Below are entries. Reproduce exactly the lines between the line holding "None => grouped.push(DiscoveredDevice" and the line holding "whole advertisement comes", inclusive, and only those.

*** Dataset records ***

//! Investigator Builder - Character creation rules engine
//!
//! The engine builds a 7th edition investigator step by step:
//! - Rolls characteristics and applies age-bracket effects
//! - Derives damage bonus, build, hit points and movement rate
//! - Spends occupation skill points within the credit rating range
//! - Fills in the backstory from flavor tables
//! - Saves and restores the character as a JSON document

pub mod application;
pub mod domain;
pub mod infrastructure;
//! Infrastructure layer - External adapters and implementations
//!
//! This layer contains:
//! - Config: Application configuration
//! - Persistence: JSON slot storage on disk or in memory
//! - Random: `rand`-backed dice source
//! - Reference data: Skill, occupation and backstory tables

pub mod config;
pub mod persistence;
pub mod random;
pub mod reference_data;
//! Reference data loading
//!
//! The default skill list, the occupation table and the backstory tables are
//! compiled into the binary. A directory holding files with the same names
//! can replace them at startup.

use std::fs;
use std::path::{Path, PathBuf};

use serde::de::DeserializeOwned;
use tracing::{debug, info};

use crate::domain::entities::{Occupation, Skill};
use crate::domain::value_objects::{BackstoryTables, FormulaError, ReferenceData};

pub const SKILLS_FILE: &str = "default-skills.json";
pub const OCCUPATIONS_FILE: &str = "occupations.json";
pub const BACKSTORY_FILE: &str = "backstory.json";

const BUILTIN_SKILLS: &str = include_str!("../../../assets/default-skills.json");
const BUILTIN_OCCUPATIONS: &str = include_str!("../../../assets/occupations.json");
const BUILTIN_BACKSTORY: &str = include_str!("../../../assets/backstory.json");

/// Errors raised while loading reference data
#[derive(Debug, thiserror::Error)]
pub enum ReferenceDataError {
    #[error("Failed to read {path}: {source}")]
    Io {
        path: PathBuf,
        #[source]
        source: std::io::Error,
    },
    #[error("Invalid JSON in {file}: {source}")]
    Json {
        file: String,
        #[source]
        source: serde_json::Error,
    },
    #[error("Occupation '{occupation}' has an invalid skill point formula: {source}")]
    InvalidFormula {
        occupation: String,
        #[source]
        source: FormulaError,
    },
}

/// The tables shipped with the crate
pub fn builtin() -> Result<ReferenceData, ReferenceDataError> {
    build(
        parse(SKILLS_FILE, BUILTIN_SKILLS)?,
        parse(OCCUPATIONS_FILE, BUILTIN_OCCUPATIONS)?,
        parse(BACKSTORY_FILE, BUILTIN_BACKSTORY)?,
    )
}

/// Load every table from `dir`
pub fn from_dir(dir: impl AsRef<Path>) -> Result<ReferenceData, ReferenceDataError> {
    let dir = dir.as_ref();
    info!(dir = %dir.display(), "Loading reference data");
    build(
        read(dir, SKILLS_FILE)?,
        read(dir, OCCUPATIONS_FILE)?,
        read(dir, BACKSTORY_FILE)?,
    )
}

fn read<T: DeserializeOwned>(dir: &Path, file: &str) -> Result<T, ReferenceDataError> {
    let path = dir.join(file);
    let contents = fs::read_to_string(&path).map_err(|source| ReferenceDataError::Io {
        path: path.clone(),
        source,
    })?;
    parse(file, &contents)
}

fn parse<T: DeserializeOwned>(file: &str, contents: &str) -> Result<T, ReferenceDataError> {
    serde_json::from_str(contents).map_err(|source| ReferenceDataError::Json {
        file: file.to_string(),
        source,
    })
}

fn build(
    skills: Vec<Skill>,
    occupations: Vec<Occupation>,
    backstory: BackstoryTables,
) -> Result<ReferenceData, ReferenceDataError> {
    validate_formulas(&occupations)?;
    debug!(
        skills = skills.len(),
        occupations = occupations.len(),
        "Reference data ready"
    );
    Ok(ReferenceData::new(skills, occupations, backstory))
}

/// Formulas are evaluated without checks later, so reject bad ones here
fn validate_formulas(occupations: &[Occupation]) -> Result<(), ReferenceDataError> {
    for occupation in occupations {
        occupation
            .formula()
            .map_err(|source| ReferenceDataError::InvalidFormula {
                occupation: occupation.name.clone(),
                source,
            })?;
    }
    Ok(())
}
//! Validation and merging of raw passive-discovery records.
//!
//! Advertisements are untrusted input: entries are grouped by device id into
//! one record per device, and transformation into a usable [`Device`] is a
//! total function whose failures are typed variants carrying the raw record
//! for diagnostic display.

use std::collections::HashMap;

use uuid::Uuid;

use crate::model::{
    Device, DeviceInfo, DeviceInterface, DiscoveredDevice, DiscoveredEndpoint,
    DiscoveredServiceEntry, InterfaceType,
};

// TXT keys, current and legacy spellings.
const KEYS_DEVICE_ID: &[&str] = &["device-id", "id"];
const KEYS_HOSTNAME: &[&str] = &["host-name", "hostname"];
const KEYS_OS_NAME: &[&str] = &["os-name", "os"];
const KEYS_OS_VERSION: &[&str] = &["os-version"];
const KEYS_TRAY_VERSION: &[&str] = &["tray-version", "version"];
const KEYS_MAC: &[&str] = &["host-mac-address", "mac"];
const KEYS_INTERFACE_TYPE: &[&str] = &["interface-type"];

/// Why a discovered record could not be turned into a device
#[derive(Debug, Clone, Copy, PartialEq, Eq)]
pub enum TransformReason {
    InvalidId,
    NoHostname,
    NoMacAddress,
    NoInterfaces,
}

/// Total outcome of transforming one discovered record
#[derive(Debug, Clone, PartialEq)]
pub enum DeviceTransformResult {
    Ok(Device),
    /// The advertising tray predates a required field; an upgrade would fix it
    Outdated {
        reason: TransformReason,
        raw: DiscoveredDevice,
    },
    /// The record can never become a usable device
    Invalid {
        reason: TransformReason,
        raw: DiscoveredDevice,
    },
}

fn txt_lookup<'a>(records: &'a HashMap<String, String>, keys: &[&str]) -> Option<&'a str> {
    keys.iter()
        .find_map(|key| records.get(*key))
        .map(String::as_str)
        .map(str::trim)
        .filter(|v| !v.is_empty())
}

/// Group raw advertisements by their device id. Endpoints become the union
/// of each entry's (ip, port, mac, type); TXT records merge with the first
/// seen value winning.
pub fn group_entries(entries: &[DiscoveredServiceEntry]) -> Vec<DiscoveredDevice> {
    let mut grouped: Vec<DiscoveredDevice> = Vec::new();
    for entry in entries {
        let endpoint = DiscoveredEndpoint {
            ip: entry.ip.clone(),
            port: entry.port,
            mac: txt_lookup(&entry.txt_records, KEYS_MAC).map(str::to_string),
            kind: txt_lookup(&entry.txt_records, KEYS_INTERFACE_TYPE)
                .and_then(InterfaceType::parse),
        };
        match grouped
            .iter_mut()
            .find(|d| d.device_id == entry.device_id)
        {
            Some(device) => {
                if !device.endpoints.contains(&endpoint) {
                    device.endpoints.push(endpoint);
                }
                for (key, value) in &entry.txt_records {
                    device
                        .txt_records
                        .entry(key.clone())
                        .or_insert_with(|| value.clone());
                }
            }
            None => grouped.push(DiscoveredDevice {
                device_id: entry.device_id.clone(),
                endpoints: vec![endpoint],
                txt_records: entry.txt_records.clone(),
            }),
        }
    }
    grouped
}

/// Read the device id off a raw advertisement, preferring the TXT record
/// over the grouping key
pub fn entry_device_id(entry: &DiscoveredServiceEntry) -> Option<String> {
    txt_lookup(&entry.txt_records, KEYS_DEVICE_ID)
        .map(str::to_string)
        .or_else(|| (!entry.device_id.is_empty()).then(|| entry.device_id.clone()))
}

/// Transform one grouped record into a device. Never fails: every malformed
/// input maps to a typed variant.
pub fn transform(discovered: &DiscoveredDevice) -> DeviceTransformResult {
    if Uuid::parse_str(&discovered.device_id).is_err() {
        return DeviceTransformResult::Invalid {
            reason: TransformReason::InvalidId,
            raw: discovered.clone(),
        };
    }

    let Some(hostname) = txt_lookup(&discovered.txt_records, KEYS_HOSTNAME) else {
        return DeviceTransformResult::Outdated {
            reason: TransformReason::NoHostname,
            raw: discovered.clone(),
        };
    };

    let mut interfaces = Vec::new();
    for endpoint in &discovered.endpoints {
        // An endpoint that does not even declare its medium is useless.
        let Some(kind) = endpoint.kind else {
            continue;
        };
        // A typed endpoint without a MAC means the whole advertisement comes
        // from a tray too old to be wake-capable.
        let Some(mac) = endpoint.mac.as_deref().map(str::trim).filter(|m| !m.is_empty())
        else {
            return DeviceTransformResult::Outdated {
                reason: TransformReason::NoMacAddress,
                raw: discovered.clone(),
            };
        };
        interfaces.push(DeviceInterface {
            ip: Some(endpoint.ip.clone()),
            mac: Some(mac.to_string()),
            port: Some(endpoint.port),
            kind,
        });
    }

    if interfaces.is_empty() {
        return DeviceTransformResult::Invalid {
            reason: TransformReason::NoInterfaces,
            raw: discovered.clone(),
        };
    }

    let device_info = DeviceInfo {
        os_name: txt_lookup(&discovered.txt_records, KEYS_OS_NAME).map(str::to_string),
        os_version: txt_lookup(&discovered.txt_records, KEYS_OS_VERSION).map(str::to_string),
        tray_version: txt_lookup(&discovered.txt_records, KEYS_TRAY_VERSION).map(str::to_string),
    };
    let device_info = (device_info != DeviceInfo::default()).then_some(device_info);

    DeviceTransformResult::Ok(Device {
        id: discovered.device_id.clone(),
        hostname: hostname.to_string(),
        device_info,
        interfaces,
    })
}

/// Group then transform a batch of raw advertisements
pub fn reconcile(entries: &[DiscoveredServiceEntry]) -> Vec<DeviceTransformResult> {
    group_entries(entries).iter().map(transform).collect()
}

***

**Answer for this exercise:**
            None => grouped.push(DiscoveredDevice {
                device_id: entry.device_id.clone(),
                endpoints: vec![endpoint],
                txt_records: entry.txt_records.clone(),
            }),
        }
    }
    grouped
}

/// Read the device id off a raw advertisement, preferring the TXT record
/// over the grouping key
pub fn entry_device_id(entry: &DiscoveredServiceEntry) -> Option<String> {
    txt_lookup(&entry.txt_records, KEYS_DEVICE_ID)
        .map(str::to_string)
        .or_else(|| (!entry.device_id.is_empty()).then(|| entry.device_id.clone()))
}

/// Transform one grouped record into a device. Never fails: every malformed
/// input maps to a typed variant.
pub fn transform(discovered: &DiscoveredDevice) -> DeviceTransformResult {
    if Uuid::parse_str(&discovered.device_id).is_err() {
        return DeviceTransformResult::Invalid {
            reason: TransformReason::InvalidId,
            raw: discovered.clone(),
        };
    }

    let Some(hostname) = txt_lookup(&discovered.txt_records, KEYS_HOSTNAME) else {
        return DeviceTransformResult::Outdated {
            reason: TransformReason::NoHostname,
            raw: discovered.clone(),
        };
    };

    let mut interfaces = Vec::new();
    for endpoint in &discovered.endpoints {
        // An endpoint that does not even declare its medium is useless.
        let Some(kind) = endpoint.kind else {
            continue;
        };
        // A typed endpoint without a MAC means the whole advertisement comes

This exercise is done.